Maren dio la orden y saltó hacia delante. Morris apretó los dientes y saltó tras ella.
—¡Ah! —gritó, con puro terror en su voz.
—Respira. Estás bien.
Descendieron sincronizados, a solo unos metros de distancia. Maren siguió hablando para calmar su pánico.
Si Morris perdía el control y fallaba al soltar el paracaídas en el momento adecuado, las cosas podrían acabar mal.
Las instrucciones de Maren lo tranquilizaron un poco.
«Despliega tu paracaídas ahora», le indicó Maren cuando se acercaban a la superficie, a unos mil metros de altura. Ella activó su propio paracaídas al mismo tiempo.
Morris obedeció sin demora, tiró de la cuerda y se deslizó detrás de ella, imitando su movimiento como un péndulo para alinearse con su velocidad. Su descenso concluyó en el mismo lugar.
«¡Lo hemos conseguido!».
El descenso aéreo había sido abrumador y, en cuanto sus botas tocaron el suelo, Morris se hincó de rodillas, disfrutando de la firmeza que sentía bajo sus pies.

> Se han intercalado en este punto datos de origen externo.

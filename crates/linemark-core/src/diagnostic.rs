use serde::Serialize;

use crate::error::ConvertError;

pub const E_LINK_MALFORMED: &str = "E_LINK_MALFORMED";

pub const W_INVALID_UTF8: &str = "W_INVALID_UTF8";

/// A per-line problem reported by the stream driver. An error skips the
/// offending line; a warning leaves it converted. Either way the run goes on.
#[derive(Clone, Debug, Eq, PartialEq, Serialize)]
pub struct Diagnostic {
    /// 1-based line number in the source.
    pub line: usize,
    /// 1-based character column within the line.
    pub column: usize,
    pub severity: DiagnosticSeverity,
    pub code: &'static str,
    pub message: String,
}

impl Diagnostic {
    pub fn new(
        line: usize,
        column: usize,
        severity: DiagnosticSeverity,
        code: &'static str,
        message: impl Into<String>,
    ) -> Self {
        Self {
            line,
            column,
            severity,
            code,
            message: message.into(),
        }
    }

    pub fn from_convert_error(line: usize, err: &ConvertError) -> Self {
        Self::new(
            line,
            err.column(),
            DiagnosticSeverity::Error,
            err.code(),
            err.to_string(),
        )
    }

    pub fn is_error(&self) -> bool {
        self.severity == DiagnosticSeverity::Error
    }
}

#[derive(Clone, Copy, Debug, Eq, PartialEq, Serialize)]
#[serde(rename_all = "lowercase")]
pub enum DiagnosticSeverity {
    Error,
    Warning,
}

impl DiagnosticSeverity {
    pub fn label(self) -> &'static str {
        match self {
            DiagnosticSeverity::Error => "error",
            DiagnosticSeverity::Warning => "warning",
        }
    }
}
use std::io;

use thiserror::Error;

use crate::diagnostic::E_LINK_MALFORMED;

/// Failure converting a single line. The line produces no output.
#[derive(Clone, Debug, Eq, PartialEq, Error)]
pub enum ConvertError {
    /// A link marker arrived while the other half of the link was still open:
    /// `(` inside `[...` or `[` inside `(...`.
    #[error("malformed link at column {column}: '{found}' while {open} is still open")]
    MalformedLink {
        /// 1-based character column of the offending marker.
        column: usize,
        found: char,
        open: OpenSpan,
    },
}

impl ConvertError {
    pub fn code(&self) -> &'static str {
        match self {
            ConvertError::MalformedLink { .. } => E_LINK_MALFORMED,
        }
    }

    pub fn column(&self) -> usize {
        match self {
            ConvertError::MalformedLink { column, .. } => *column,
        }
    }
}

#[derive(Clone, Copy, Debug, Eq, PartialEq)]
pub enum OpenSpan {
    LinkText,
    Href,
}

impl std::fmt::Display for OpenSpan {
    fn fmt(&self, f: &mut std::fmt::Formatter<'_>) -> std::fmt::Result {
        match self {
            OpenSpan::LinkText => f.write_str("link text '['"),
            OpenSpan::Href => f.write_str("link target '('"),
        }
    }
}

/// I/O failure on either end of a stream conversion.
#[derive(Debug, Error)]
pub enum StreamError {
    #[error("failed to read line {line}: {source}")]
    Read {
        line: usize,
        #[source]
        source: io::Error,
    },

    #[error("failed to write output: {source}")]
    Write {
        #[source]
        source: io::Error,
    },
}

Maren, sin embargo, ya había empezado a examinar los alrededores. Observó que el terreno parecía prometedor.
Las palmeras bordeaban la costa cercana. Aunque virgen y salvaje, tenía todo lo necesario para convertirse en un posible lugar de escapada. Aun así, la espesa vegetación insinuaba la posible presencia de fauna salvaje y peligros potenciales.
«No podemos permitirnos relajarnos. A menos que quieras que algo con colmillos te arrastre después del atardecer, tenemos que prepararnos ahora», afirmó Maren, dirigiéndose a la orilla del bosque para romper ramas y recoger follaje de gran tamaño.
«Espera, ¿animales?». Sorprendido, Morris se puso de pie de un salto y corrió a ayudarla. Copió su método, apilando ramas y hojas anchas. Aunque no comprendía el panorama completo, confió en el instinto de ella y no cuestionó sus decisiones.